Hiller, R. M., Young, R. L., & Weber, N. (2014). Sex differences in autism spectrum disorder based on DSM-5 criteria: evidence from clinician and teacher reporting. Journal of abnormal child psychology, 42(8), 1381-1393.

[3] Frazier, T. W., Ratliff, K. R., Gruber, C., Zhang, Y., Law, P. A., & Constantino, J. N. (2014). Confirmatory factor analytic structure and measurement invariance of quantitative autistic traits measured by the Social Responsiveness Scale-2. Autism, 18(1), 31-44.

[4] Head, A. M., McGillivray, J. A., & Stokes, M. A. (2014).
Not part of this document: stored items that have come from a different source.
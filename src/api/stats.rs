use crate::auth::auth::AuthUser;
use crate::errors::ApiError;
use crate::model::leave_request::{LeaveKind, LeaveRequestRow, day_span};
use actix_web::{HttpResponse, web};
use serde::{Deserialize, Serialize};
use serde_json::json;
use sqlx::MySqlPool;
use utoipa::{IntoParams, ToSchema};

/// Per-year totals over the caller's approved requests.
#[derive(Debug, Default, PartialEq, Eq, Serialize, ToSchema)]
#[schema(example = json!({
    "ferie_days": 5,
    "permessi_count": 2,
    "malattie_days": 3,
    "total_requests": 4
}))]
pub struct YearStats {
    /// Sum of inclusive vacation day spans, weekends counted.
    pub ferie_days: i64,
    /// Number of permit requests, not hours.
    pub permessi_count: i64,
    /// Sum of certified sick days.
    pub malattie_days: i64,
    pub total_requests: i64,
}

#[derive(Deserialize, IntoParams)]
pub struct StatsQuery {
    /// Calendar year scoping the statistics.
    pub year: i32,
}

/// Only approved requests anchored in `year` count. Rows whose stored
/// fields disagree with their type tag are skipped.
pub fn aggregate(rows: &[LeaveRequestRow], year: i32) -> YearStats {
    let mut stats = YearStats::default();
    for row in rows {
        if !row.is_approved() {
            continue;
        }
        let Some(kind) = row.kind() else { continue };
        if kind.anchor_year() != year {
            continue;
        }
        match kind {
            LeaveKind::Vacation {
                start_date,
                end_date,
            } => stats.ferie_days += day_span(start_date, end_date),
            LeaveKind::Permit { .. } => stats.permessi_count += 1,
            LeaveKind::Sick { sick_days, .. } => stats.malattie_days += i64::from(sick_days),
        }
        stats.total_requests += 1;
    }
    stats
}

/// Distinct anchor years across all of the caller's requests, newest
/// first, for the year selector. Any status counts here.
pub fn request_years(rows: &[LeaveRequestRow]) -> Vec<i32> {
    let mut years: Vec<i32> = rows
        .iter()
        .filter_map(LeaveRequestRow::kind)
        .map(|kind| kind.anchor_year())
        .collect();
    years.sort_unstable_by(|a, b| b.cmp(a));
    years.dedup();
    years
}

async fn fetch_own_requests(
    pool: &MySqlPool,
    user_id: u64,
) -> Result<Vec<LeaveRequestRow>, ApiError> {
    let rows = sqlx::query_as::<_, LeaveRequestRow>(
        r#"
        SELECT id, user_id, leave_type, start_date, end_date, permit_date,
               start_time, end_time, sick_start_date, sick_days, protocol_code,
               status, admin_notes, created_at, updated_at
        FROM leave_requests
        WHERE user_id = ?
        "#,
    )
    .bind(user_id)
    .fetch_all(pool)
    .await?;
    Ok(rows)
}

#[utoipa::path(
    get,
    path = "/api/years",
    responses(
        (status = 200, description = "Years with at least one request", body = Object,
         example = json!({"years": [2024, 2023]})),
        (status = 401, description = "Unauthorized")
    ),
    security(("bearer_auth" = [])),
    tag = "Stats"
)]
pub async fn years(auth: AuthUser, pool: web::Data<MySqlPool>) -> Result<HttpResponse, ApiError> {
    let rows = fetch_own_requests(pool.get_ref(), auth.user_id).await?;
    Ok(HttpResponse::Ok().json(json!({ "years": request_years(&rows) })))
}

#[utoipa::path(
    get,
    path = "/api/stats",
    params(StatsQuery),
    responses(
        (status = 200, description = "Yearly totals over approved requests", body = YearStats),
        (status = 401, description = "Unauthorized")
    ),
    security(("bearer_auth" = [])),
    tag = "Stats"
)]
pub async fn stats(
    auth: AuthUser,
    pool: web::Data<MySqlPool>,
    query: web::Query<StatsQuery>,
) -> Result<HttpResponse, ApiError> {
    let rows = fetch_own_requests(pool.get_ref(), auth.user_id).await?;
    Ok(HttpResponse::Ok().json(json!({
        "year": query.year,
        "stats": aggregate(&rows, query.year)
    })))
}

#[cfg(test)]
mod tests {
    use super::*;
    use chrono::{NaiveDate, NaiveTime, Utc};

    fn base_row(id: u64, leave_type: &str, status: &str) -> LeaveRequestRow {
        LeaveRequestRow {
            id,
            user_id: 1,
            leave_type: leave_type.into(),
            start_date: None,
            end_date: None,
            permit_date: None,
            start_time: None,
            end_time: None,
            sick_start_date: None,
            sick_days: None,
            protocol_code: None,
            status: status.into(),
            admin_notes: None,
            created_at: Utc::now(),
            updated_at: Utc::now(),
        }
    }

    fn vacation(id: u64, status: &str, start: &str, end: &str) -> LeaveRequestRow {
        let mut row = base_row(id, "ferie", status);
        row.start_date = Some(start.parse::<NaiveDate>().unwrap());
        row.end_date = Some(end.parse::<NaiveDate>().unwrap());
        row
    }

    fn permit(id: u64, status: &str, date: &str) -> LeaveRequestRow {
        let mut row = base_row(id, "permesso", status);
        row.permit_date = Some(date.parse::<NaiveDate>().unwrap());
        row.start_time = NaiveTime::from_hms_opt(9, 0, 0);
        row.end_time = NaiveTime::from_hms_opt(13, 0, 0);
        row
    }

    fn sick(id: u64, status: &str, start: &str, days: i32) -> LeaveRequestRow {
        let mut row = base_row(id, "malattia", status);
        row.sick_start_date = Some(start.parse::<NaiveDate>().unwrap());
        row.sick_days = Some(days);
        row.protocol_code = Some("PROT-1".into());
        row
    }

    #[test]
    fn only_approved_requests_count() {
        let rows = vec![
            vacation(1, "approved", "2024-06-03", "2024-06-07"),
            vacation(2, "pending", "2024-07-01", "2024-07-05"),
            vacation(3, "pending", "2024-08-01", "2024-08-02"),
        ];
        let stats = aggregate(&rows, 2024);
        assert_eq!(stats.ferie_days, 5);
        assert_eq!(stats.total_requests, 1);
    }

    #[test]
    fn rejected_requests_do_not_count() {
        let rows = vec![vacation(1, "rejected", "2024-06-03", "2024-06-07")];
        assert_eq!(aggregate(&rows, 2024), YearStats::default());
    }

    #[test]
    fn totals_accumulate_across_types() {
        let rows = vec![
            vacation(1, "approved", "2024-06-03", "2024-06-07"),
            permit(2, "approved", "2024-03-01"),
            permit(3, "approved", "2024-04-12"),
            sick(4, "approved", "2024-02-01", 3),
        ];
        let stats = aggregate(&rows, 2024);
        assert_eq!(stats.ferie_days, 5);
        assert_eq!(stats.permessi_count, 2);
        assert_eq!(stats.malattie_days, 3);
        assert_eq!(stats.total_requests, 4);
    }

    #[test]
    fn year_window_uses_the_anchor_date() {
        let rows = vec![
            vacation(1, "approved", "2023-12-27", "2024-01-02"),
            sick(2, "approved", "2024-01-10", 2),
        ];
        // The vacation anchors in 2023 through its start date.
        let y2023 = aggregate(&rows, 2023);
        assert_eq!(y2023.ferie_days, 7);
        assert_eq!(y2023.total_requests, 1);

        let y2024 = aggregate(&rows, 2024);
        assert_eq!(y2024.ferie_days, 0);
        assert_eq!(y2024.malattie_days, 2);
        assert_eq!(y2024.total_requests, 1);
    }

    #[test]
    fn years_are_distinct_and_descending() {
        let rows = vec![
            vacation(1, "pending", "2022-05-01", "2022-05-03"),
            permit(2, "approved", "2024-03-01"),
            sick(3, "rejected", "2022-11-01", 1),
            permit(4, "approved", "2023-01-10"),
        ];
        assert_eq!(request_years(&rows), vec![2024, 2023, 2022]);
    }

    #[test]
    fn no_requests_yield_an_empty_year_list() {
        assert!(request_years(&[]).is_empty());
        assert_eq!(aggregate(&[], 2024), YearStats::default());
    }
}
Gender differences in emotionality and sociability in children with autism spectrum disorders. Molecular autism, 5(1), 19.

[5] Dean, M., Kasari, C., Shih, W., Frankel, F., Whitney, R., Landa, R., … & Harwood, R. (2014). The peer relationships of girls with ASD at school: comparison to boys and girls with and without ASD. Journal of Child Psychology and Psychiatry, 55(11), 1218-1225.

[6] Hull, L., Mandy, W., & Petrides, K. V. (2017). Behavioral and cognitive sex/gender differences in autism spectrum condition and typically developing males and females. Autism, 21(6), 706-727.